Psalm
130
Many years ago, when Philadelphia
was making a real push to start the redevelopment of the Delaware River
waterfront, one of the first, trendy restaurant-plus places that opened up was
called the Beach Club. It was just north
of Penn’s Landing, and its big feature was a crane that went out over the water
for bungee jumping. A group of around
seven or eight of us who were working together in Frankford at the time were
all in our late twenties or early thirties, just the right demographic for that
kind of adventure. I have no idea whose
idea it was, but somehow an agreement was reached that one Friday evening we
would meet at the Beach Club to hang out and if anybody in the group wanted to
bungee jump we would all split the cost evenly among us.

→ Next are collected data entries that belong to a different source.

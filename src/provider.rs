//! Provider-facing endpoint metadata.
//!
//! `endpoint` names every HTTP surface the strategy touches, and [`ProviderEndpoints`] holds the
//! two hosts those surfaces live on (the REST API host and the OAuth host). Both default to the
//! public OPSkins hosts; tests and staging deployments point them elsewhere via
//! [`ProviderEndpointsBuilder`].

/// Builder API for assembling provider endpoints.
pub mod builder;
/// Endpoint identifiers and their relative paths.
pub mod endpoint;

pub use builder::*;
pub use endpoint::*;

// self
use crate::{_prelude::*, error::ConfigError};

/// Default REST API host.
pub const DEFAULT_API_BASE: &str = "https://api.opskins.com/";
/// Default OAuth host.
pub const DEFAULT_OAUTH_BASE: &str = "https://oauth.opskins.com/";

/// Base URLs for the provider's API and OAuth hosts.
#[derive(Clone, Debug, PartialEq, Eq, Serialize, Deserialize)]
pub struct ProviderEndpoints {
	/// REST API host (client registration, profile).
	pub api_base: Url,
	/// OAuth host (authorize, access token).
	pub oauth_base: Url,
}
impl ProviderEndpoints {
	/// Creates a new builder seeded with the public OPSkins hosts.
	pub fn builder() -> ProviderEndpointsBuilder {
		ProviderEndpointsBuilder::new()
	}

	/// Endpoints for the public OPSkins hosts.
	pub fn opskins() -> Result<Self, ProviderEndpointsError> {
		ProviderEndpointsBuilder::new().build()
	}

	/// Resolves the absolute URL for `endpoint`.
	pub fn url(&self, endpoint: ProviderEndpoint) -> Result<Url, ConfigError> {
		let base = if endpoint.on_oauth_host() { &self.oauth_base } else { &self.api_base };

		base.join(endpoint.path())
			.map_err(|source| ConfigError::InvalidEndpoint { path: endpoint.path(), source })
	}
}
//! Identity handed to the host application after a successful login.

// self
use crate::{_prelude::*, auth::TokenSecret};

/// Token exchange result embedded in a [`UserIdentity`].
#[derive(Clone, Debug, PartialEq, Serialize, Deserialize)]
pub struct AccessGrant {
	/// Access token issued by the token endpoint.
	pub access_token: TokenSecret,
	/// Refresh token, when the provider issued one.
	#[serde(default, skip_serializing_if = "Option::is_none")]
	pub refresh_token: Option<TokenSecret>,
	/// Authorization code the grant was exchanged from.
	pub code: String,
	/// Remaining token response fields (`token_type`, `expires_in`, ...).
	#[serde(flatten)]
	pub extra: JsonMap<String, JsonValue>,
}

/// Authenticated provider identity: the profile fields plus the grant that fetched them.
///
/// Serializes flat, e.g. `{"id":1,"username":"A","access":{"access_token":...}}`.
#[derive(Clone, Debug, PartialEq, Serialize, Deserialize)]
pub struct UserIdentity {
	/// Profile fields returned by the provider.
	#[serde(flatten)]
	pub profile: JsonMap<String, JsonValue>,
	/// Grant used to fetch the profile.
	pub access: AccessGrant,
}
impl UserIdentity {
	/// Merges a profile object with its access grant.
	///
	/// A provider-supplied `access` profile field is dropped in favor of the grant.
	pub fn new(mut profile: JsonMap<String, JsonValue>, access: AccessGrant) -> Self {
		profile.remove("access");

		Self { profile, access }
	}

	/// Returns a profile field by name.
	pub fn get(&self, field: &str) -> Option<&JsonValue> {
		self.profile.get(field)
	}

	/// Provider user id, when present.
	pub fn id(&self) -> Option<&JsonValue> {
		self.get("id")
	}
}

#[cfg(test)]
mod tests {
	// crates.io
	use serde_json::json;
	// self
	use super::*;

	fn grant() -> AccessGrant {
		AccessGrant {
			access_token: TokenSecret::new("T"),
			refresh_token: Some(TokenSecret::new("R")),
			code: "C".into(),
			extra: JsonMap::new(),
		}
	}

	#[test]
	fn identity_serializes_flat_with_access() {
		let profile = json!({ "id": 1, "name": "A" });
		let JsonValue::Object(profile) = profile else { unreachable!() };
		let identity = UserIdentity::new(profile, grant());

		assert_eq!(identity.id(), Some(&json!(1)));
		assert_eq!(
			serde_json::to_value(&identity).expect("Identities should serialize."),
			json!({
				"id": 1,
				"name": "A",
				"access": { "access_token": "T", "refresh_token": "R", "code": "C" },
			})
		);
	}

	#[test]
	fn profile_access_field_is_replaced_by_grant() {
		let JsonValue::Object(profile) = json!({ "id": 7, "access": "spoofed" }) else {
			unreachable!()
		};
		let identity = UserIdentity::new(profile, grant());

		assert!(identity.get("access").is_none());
		assert_eq!(identity.access.code, "C");
	}
}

So there we were at 7:00 or so,
watching people lifted up to the top of the crane, almost even with the level
of the Ben Franklin Bridge, just off to the left. Then a horn would blow and off they went,
headfirst, almost but not quite hitting the top of the river, and bouncing
around upside-down a couple of times before being lowered to a kind of sandbox
built for the purpose. You could see
them from where we were, removing their helmets and letting the blood drain
back into their bodies from where it had pooled in their skulls. Of course, these folks were all laughing and
you could see how exhilarating it had been, so there was a lot of pointing and
nudging in our group.
Around
9:00 we were still debating who wanted to go first. By that point, the question of whether it was
a good idea to bungee jump on a full stomach had been raised. 10:00 came and went, and the quality of the
band was more of a preoccupation. 11:00
and the list was probably too full for the rest of the night to bother. Then people started leaving, and that meant
that the cost would go up a little and not everybody would get to watch
anyhow. There was some talk of maybe
another time, but it never really got to that point, because there were other
things to do and see that summer.
Maybe there are a few people who are
made for that kind of thing, but it wasn’t us.
And we knew it. You’d have to be
trying to do something pretty big to pull a stunt like that, trying to prove
something to someone (maybe yourself, even), and none of us in that group were
in that boat. In fact, following through
on something that dangerous to impress coworkers would probably have had the
opposite effect. Could you trust the
judgment of someone who would bungee jump from a crane on Delaware Avenue? Probably not.
Yet everybody there that evening, I
feel safe in saying, had already decided to take a longer-term jump in how they
would live their lives, consciously taking a step out in faith. They were all living and working in positions
of Christian service that they knew would not put them in control very
often. If they found themselves at the
top of things, that might be just when Jesus told them to jump, and it might be
just as they thought things were about to end in a destructive landing or, at
best, a horrible splash, that would be just when they felt the tug of the
safety line catch them and pull them back.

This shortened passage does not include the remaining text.